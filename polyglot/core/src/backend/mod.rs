//! Bot Backend Integration
//!
//! This module provides abstracted access to the text-generation services the
//! orchestrator fans out to, through a common trait interface. A single
//! backend serves many bots, the same way one LLM server hosts many models.
//!
//! # Available Backends
//!
//! - **Http**: remote bot server speaking Server-Sent Events
//! - **Scripted**: deterministic in-process responses for tests and dry runs
//!
//! # Usage
//!
//! ```ignore
//! use polyglot_core::backend::{Backend, BotRequest, HttpBackend};
//! use polyglot_core::QueryRequest;
//!
//! let backend = HttpBackend::new("https://bots.example.com", None)?;
//! let request = BotRequest::new("GPT-4", QueryRequest::from_text("Hello!", "key"));
//! let rx = backend.send_streaming(&request).await?;
//! ```

mod http;
mod scripted;
mod traits;

pub use http::{HttpBackend, SseEvent, SseParser};
pub use scripted::{BotScript, ScriptStep, ScriptedBackend};
pub use traits::{Backend, BackendError, BotRequest, StreamingToken};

◇ ◇ ◇ ◇

#### What is required:
Check the lines above and copy each one that includes "BotRequest".

#### Your solution:
//! use polyglot_core::backend::{Backend, BotRequest, HttpBackend};
//! let request = BotRequest::new("GPT-4", QueryRequest::from_text("Hello!", "key"));
pub use traits::{Backend, BackendError, BotRequest, StreamingToken};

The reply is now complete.